Legislators who oppose wearing a face mask have the option to work from office space elsewhere in the Capitol, Pollert added. Sick members also may work from home. Legislative leaders ramped up livestreaming technology and remote capabilities during the pandemic using federal CARES Act coronavirus aid.
The proposed mask rule and twice-weekly rapid-testing required for lawmakers already have opposition.
Rep. Rick Becker, R-Bismarck, said he's glad for the memo "because it provides clarification and the basis for why it's actually an enforceable mandate," but he disagrees with a mask mandate and required testing and would opt for remote participation.
"I'm not looking to get thrown out by the sergeant-at-arms even though I wholly disagree with it," said Becker, who would like to see masks encouraged but not required and remote participation available for people uncomfortable with no mandate, or who are elderly or vulnerable.
Another Bismarck-area representative said he won't support the proposal because he sees residents of his district who don't support mask mandates.
"I don't think they should force it on other people, and I think it's an individual right if they want to wear one," said Rep. Jeff Magrum, R-Hazelton, whose district reaches into southern Burleigh County. He said "I suppose I'll have to" wear a mask should the rule be adopted because "I've got a job to do for the district people."
Rep. Dan Ruby, R-Minot, opposes a mask requirement but expects one will be adopted. He sees it as "just wrong" that some lawmakers who have recovered from COVID-19 would be required to wear a mask. "It doesn't make sense to test people who have already had it," he added. He'd like to see testing first focus on antibodies, which would indicate that a person has contracted the virus but could have been asymptomatic.
Ruby plans to be in Bismarck in person, seeing his presence as more effective than remote participation in the session.

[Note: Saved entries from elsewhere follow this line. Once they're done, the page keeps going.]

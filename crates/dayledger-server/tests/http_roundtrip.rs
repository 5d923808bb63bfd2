//! End-to-end tests: a real listener on an ephemeral port, a JSON calendar
//! file on disk, and raw HTTP over TCP.

use std::net::SocketAddr;
use std::path::Path;
use std::sync::Arc;
use std::time::Duration;

use chrono::NaiveDate;
use dayledger_core::{ProjectMapping, ScheduleConfig};
use dayledger_providers::JsonFileProvider;
use dayledger_server::{
    HttpServer, RequestHandler, ScheduleService, ServerConfig, SignalHandler, make_connection_handler,
};
use tokio::io::{AsyncReadExt, AsyncWriteExt};
use tokio::net::TcpStream;

const CALENDAR: &str = r#"[
    {
        "id": "1",
        "subject": "Design review",
        "start": "2024-06-03T10:00:00",
        "end": "2024-06-03T11:00:00",
        "organizer": "Ana Lopez",
        "required_attendees": "Ana Lopez; Sam Reed"
    },
    {
        "id": "2",
        "subject": "National Day",
        "start": "2024-06-04T00:00:00",
        "end": "2024-06-05T00:00:00",
        "all_day": true,
        "busy_status": "free"
    },
    {
        "id": "3",
        "subject": "Canceled: Retro",
        "start": "2024-06-05T15:00:00",
        "end": "2024-06-05T16:00:00"
    }
]"#;

struct Response {
    status: u16,
    head: String,
    body: String,
}

impl Response {
    fn json(&self) -> serde_json::Value {
        serde_json::from_str(&self.body).unwrap()
    }
}

async fn start(calendar: &Path) -> (SocketAddr, dayledger_server::ShutdownHandle) {
    let config = ScheduleConfig::default()
        .with_projects(ProjectMapping::new().with_project("Design review", "Atlas"));
    let service =
        ScheduleService::new(config, Arc::new(JsonFileProvider::new(calendar))).unwrap();
    let handler = Arc::new(
        RequestHandler::new(Arc::new(service))
            .with_today(NaiveDate::from_ymd_opt(2024, 6, 3).unwrap()),
    );

    let server_config = ServerConfig::new("127.0.0.1:0".parse().unwrap())
        .with_connection_timeout(Duration::from_secs(5));
    let server = HttpServer::bind(server_config).await.unwrap();
    let addr = server.local_addr().unwrap();

    let signals = SignalHandler::new();
    let shutdown = signals.shutdown_handle();
    tokio::spawn(async move {
        server
            .run_until_shutdown(make_connection_handler(handler), signals.shutdown().wait())
            .await
            .unwrap();
    });

    (addr, shutdown)
}

async fn send(addr: SocketAddr, raw: &str) -> Response {
    let mut stream = TcpStream::connect(addr).await.unwrap();
    stream.write_all(raw.as_bytes()).await.unwrap();

    let mut text = String::new();
    stream.read_to_string(&mut text).await.unwrap();

    let (head, body) = text.split_once("\r\n\r\n").unwrap();
    let status = head
        .split_whitespace()
        .nth(1)
        .and_then(|s| s.parse().ok())
        .unwrap();

    Response {
        status,
        head: head.to_string(),
        body: body.to_string(),
    }
}

async fn get(addr: SocketAddr, target: &str) -> Response {
    send(
        addr,
        &format!("GET {} HTTP/1.1\r\nHost: localhost\r\n\r\n", target),
    )
    .await
}

fn write_calendar(dir: &tempfile::TempDir) -> std::path::PathBuf {
    let path = dir.path().join("calendar.json");
    std::fs::write(&path, CALENDAR).unwrap();
    path
}

#[tokio::test]
async fn calendar_week() {
    let dir = tempfile::tempdir().unwrap();
    let (addr, shutdown) = start(&write_calendar(&dir)).await;

    let response = get(addr, "/calendar?from=2024-06-03&to=2024-06-05").await;
    assert_eq!(response.status, 200);
    assert!(
        response
            .head
            .contains("Content-Type: application/json; charset=utf-8")
    );
    assert!(response.head.contains("Connection: close"));
    assert!(
        response
            .head
            .contains(&format!("Content-Length: {}", response.body.len()))
    );

    let events = response.json();
    let events = events.as_array().unwrap();

    // Nothing is generated on the holiday, and the canceled retro is gone.
    assert!(
        events
            .iter()
            .all(|e| !e["start"].as_str().unwrap().starts_with("2024-06-04"))
    );
    assert!(events.iter().all(|e| e["subject"] != "Canceled: Retro"));

    let review = events
        .iter()
        .find(|e| e["subject"] == "Design review")
        .unwrap();
    assert_eq!(review["project"], "Atlas");
    assert_eq!(review["required_attendees"][1], "Sam Reed");

    let starts: Vec<_> = events
        .iter()
        .map(|e| e["start"].as_str().unwrap().to_string())
        .collect();
    let mut sorted = starts.clone();
    sorted.sort();
    assert_eq!(starts, sorted);

    shutdown.trigger();
}

#[tokio::test]
async fn calendar_body_is_indented_json() {
    let dir = tempfile::tempdir().unwrap();
    let (addr, shutdown) = start(&write_calendar(&dir)).await;

    let response = get(addr, "/calendar?from=2024-06-03&to=2024-06-03").await;
    assert!(response.body.starts_with("[\n    {\n        \"subject\": "));

    shutdown.trigger();
}

#[tokio::test]
async fn missing_dates_default_to_today() {
    let dir = tempfile::tempdir().unwrap();
    let (addr, shutdown) = start(&write_calendar(&dir)).await;

    let explicit = get(addr, "/calendar?from=2024-06-03&to=2024-06-03").await;
    let defaulted = get(addr, "/calendar").await;
    assert_eq!(defaulted.status, 200);
    assert_eq!(defaulted.body, explicit.body);

    shutdown.trigger();
}

#[tokio::test]
async fn error_responses() {
    let dir = tempfile::tempdir().unwrap();
    let (addr, shutdown) = start(&write_calendar(&dir)).await;

    let inverted = get(addr, "/calendar?from=2024-06-07&to=2024-06-03").await;
    assert_eq!(inverted.status, 400);
    insta::assert_snapshot!(
        inverted.body,
        @r#"{"error":"invalid date range: from date 2024-06-07 is after to date 2024-06-03"}"#
    );

    let malformed = get(addr, "/calendar?from=yesterday").await;
    assert_eq!(malformed.status, 400);

    let unknown = get(addr, "/calendar/extra").await;
    assert_eq!(unknown.status, 404);
    assert_eq!(unknown.body, r#"{"error":"Not Found"}"#);

    let post = send(addr, "POST /calendar HTTP/1.1\r\nContent-Length: 0\r\n\r\n").await;
    assert_eq!(post.status, 405);
    assert!(post.head.contains("Allow: GET"));

    let garbage = send(addr, "HELLO\r\n\r\n").await;
    assert_eq!(garbage.status, 400);

    shutdown.trigger();
}

#[tokio::test]
async fn health() {
    let dir = tempfile::tempdir().unwrap();
    let (addr, shutdown) = start(&write_calendar(&dir)).await;

    let response = get(addr, "/health").await;
    assert_eq!(response.status, 200);
    assert_eq!(response.json(), serde_json::json!({"status": "ok"}));

    shutdown.trigger();
}

#[tokio::test]
async fn missing_calendar_file_is_server_error() {
    let dir = tempfile::tempdir().unwrap();
    let (addr, shutdown) = start(&dir.path().join("missing.json")).await;

    let response = get(addr, "/calendar?from=2024-06-03&to=2024-06-03").await;
    assert_eq!(response.status, 500);
    assert!(
        response.json()["error"]
            .as_str()
            .unwrap()
            .starts_with("calendar provider unavailable")
    );

    // The server keeps serving after a provider failure.
    std::fs::write(dir.path().join("missing.json"), "[]").unwrap();
    let recovered = get(addr, "/calendar?from=2024-06-03&to=2024-06-03").await;
    assert_eq!(recovered.status, 200);

    shutdown.trigger();
}
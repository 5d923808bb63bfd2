//! Command-line interface definition.

use std::net::SocketAddr;
use std::path::PathBuf;

use chrono::NaiveDate;
use clap::{Args, Parser, Subcommand};

/// dayledger - a complete, gap-free ledger of your working days
#[derive(Debug, Parser)]
#[command(name = "dayledger")]
#[command(author, version, about, long_about = None)]
pub struct Cli {
    /// Path to configuration file
    #[arg(long, short, global = true, env = "DAYLEDGER_CONFIG")]
    pub config: Option<PathBuf>,

    /// Enable debug output
    #[arg(long, short = 'v', global = true)]
    pub debug: bool,

    /// Defaults to `schedule` for today
    #[command(subcommand)]
    pub command: Option<Command>,
}

/// Available commands.
#[derive(Debug, Subcommand)]
pub enum Command {
    /// Run the HTTP server in the foreground
    Serve {
        /// Address to listen on (overrides [server] bind)
        #[arg(long, env = "DAYLEDGER_BIND")]
        bind: Option<SocketAddr>,
    },

    /// Build the schedule once and print it
    Schedule(ScheduleArgs),

    /// Configuration commands
    Config {
        #[command(subcommand)]
        action: ConfigAction,
    },
}

/// Options for the `schedule` command.
#[derive(Debug, Clone, Default, Args)]
pub struct ScheduleArgs {
    /// First date (YYYY-MM-DD), defaults to today
    #[arg(long)]
    pub from: Option<NaiveDate>,

    /// Last date (YYYY-MM-DD), defaults to --from
    #[arg(long)]
    pub to: Option<NaiveDate>,

    /// Print the JSON array served by `/calendar`
    #[arg(long)]
    pub json: bool,

    /// Maximum subject length in the table (truncated with ellipsis)
    #[arg(long)]
    pub max_subject_length: Option<usize>,

    /// List attendees under each meeting
    #[arg(long)]
    pub attendees: bool,
}

/// Configuration actions.
#[derive(Debug, Subcommand)]
pub enum ConfigAction {
    /// Dump current configuration
    Dump,

    /// Validate configuration
    Validate,

    /// Show configuration file path
    Path,
}

#[cfg(test)]
mod tests {
    use super::*;
    use clap::CommandFactory;

    #[test]
    fn verify_cli() {
        Cli::command().debug_assert();
    }

    #[test]
    fn schedule_dates() {
        let cli = Cli::parse_from([
            "dayledger",
            "schedule",
            "--from",
            "2024-06-03",
            "--to",
            "2024-06-07",
            "--json",
        ]);
        let Some(Command::Schedule(args)) = cli.command else {
            panic!("expected schedule command");
        };
        assert_eq!(args.from, NaiveDate::from_ymd_opt(2024, 6, 3));
        assert_eq!(args.to, NaiveDate::from_ymd_opt(2024, 6, 7));
        assert!(args.json);
    }

    #[test]
    fn rejects_bad_date() {
        let result = Cli::try_parse_from(["dayledger", "schedule", "--from", "06/03/2024"]);
        assert!(result.is_err());
    }

    #[test]
    fn serve_bind_and_global_flags() {
        let cli = Cli::parse_from([
            "dayledger",
            "serve",
            "--bind",
            "0.0.0.0:9000",
            "--config",
            "/tmp/dayledger.toml",
            "-v",
        ]);
        assert!(cli.debug);
        assert_eq!(cli.config, Some(PathBuf::from("/tmp/dayledger.toml")));
        let Some(Command::Serve { bind }) = cli.command else {
            panic!("expected serve command");
        };
        assert_eq!(bind.map(|b| b.port()), Some(9000));
    }

    #[test]
    fn no_command() {
        let cli = Cli::parse_from(["dayledger"]);
        assert!(cli.command.is_none());
    }
}
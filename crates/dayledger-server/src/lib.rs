//! HTTP service for dayledger.
//!
//! This crate serves assembled schedules over a small HTTP/1.1 surface:
//! - `GET /calendar?from=YYYY-MM-DD&to=YYYY-MM-DD` returns the day ledger as JSON
//! - `GET /health` answers `{"status":"ok"}`
//!
//! # Example
//!
//! ```rust,no_run
//! use std::sync::Arc;
//!
//! use dayledger_core::ScheduleConfig;
//! use dayledger_providers::ProviderSettings;
//! use dayledger_server::{
//!     HttpServer, RequestHandler, ScheduleService, ServerConfig, SignalHandler,
//!     make_connection_handler,
//! };
//!
//! #[tokio::main]
//! async fn main() -> Result<(), Box<dyn std::error::Error>> {
//!     let provider = ProviderSettings::default().build();
//!     let service = Arc::new(ScheduleService::new(ScheduleConfig::default(), provider)?);
//!     let handler = Arc::new(RequestHandler::new(service));
//!
//!     let signals = SignalHandler::new();
//!     signals.spawn_listener();
//!
//!     let server = HttpServer::bind(ServerConfig::default()).await?;
//!     server
//!         .run_until_shutdown(make_connection_handler(handler), signals.shutdown().wait())
//!         .await?;
//!     Ok(())
//! }
//! ```

mod config;
mod error;
mod handler;
pub mod http;
mod listener;
mod service;
mod signals;

pub use config::{DEFAULT_MAX_REQUEST_BYTES, DEFAULT_PORT, ServerConfig, default_bind_addr};
pub use error::{ServerError, ServerResult};
pub use handler::{RequestHandler, make_connection_handler};
pub use http::{HttpRequest, HttpResponse, StatusCode};
pub use listener::{Connection, HttpServer};
pub use service::ScheduleService;
pub use signals::{ShutdownHandle, ShutdownSignal, SignalHandler};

Some rules could be scaled back as the session unfolds, he added. He said he doesn't "intend to make a scene and call that kind of attention to myself" regarding his opposition to a mask rule.
"We're elected to make laws. We're obligated to follow the laws and live under the laws we pass," he said.
Rep. Luke Simons, R-Dickinson, has called for people to urge their district lawmakers to oppose the mask mandate. Simons told the Tribune he is "100% pro-choice when it comes to masks" and said his district "doesn't believe in masks for the whole." He said he doubts the effectiveness of face masks and doesn't consider masks related to decorum.
"My next question would be, are they going to then say that I have to have vaccines next for part of decorum? Are they going to say that they're going to stick a swab down my throat for part of decorum?" Simons said. "Where does it stop?"
House and Senate rules committees meet Tuesday afternoon to discuss proposed rules for the session for each chamber to adopt. The full House and Senate will take action Thursday morning.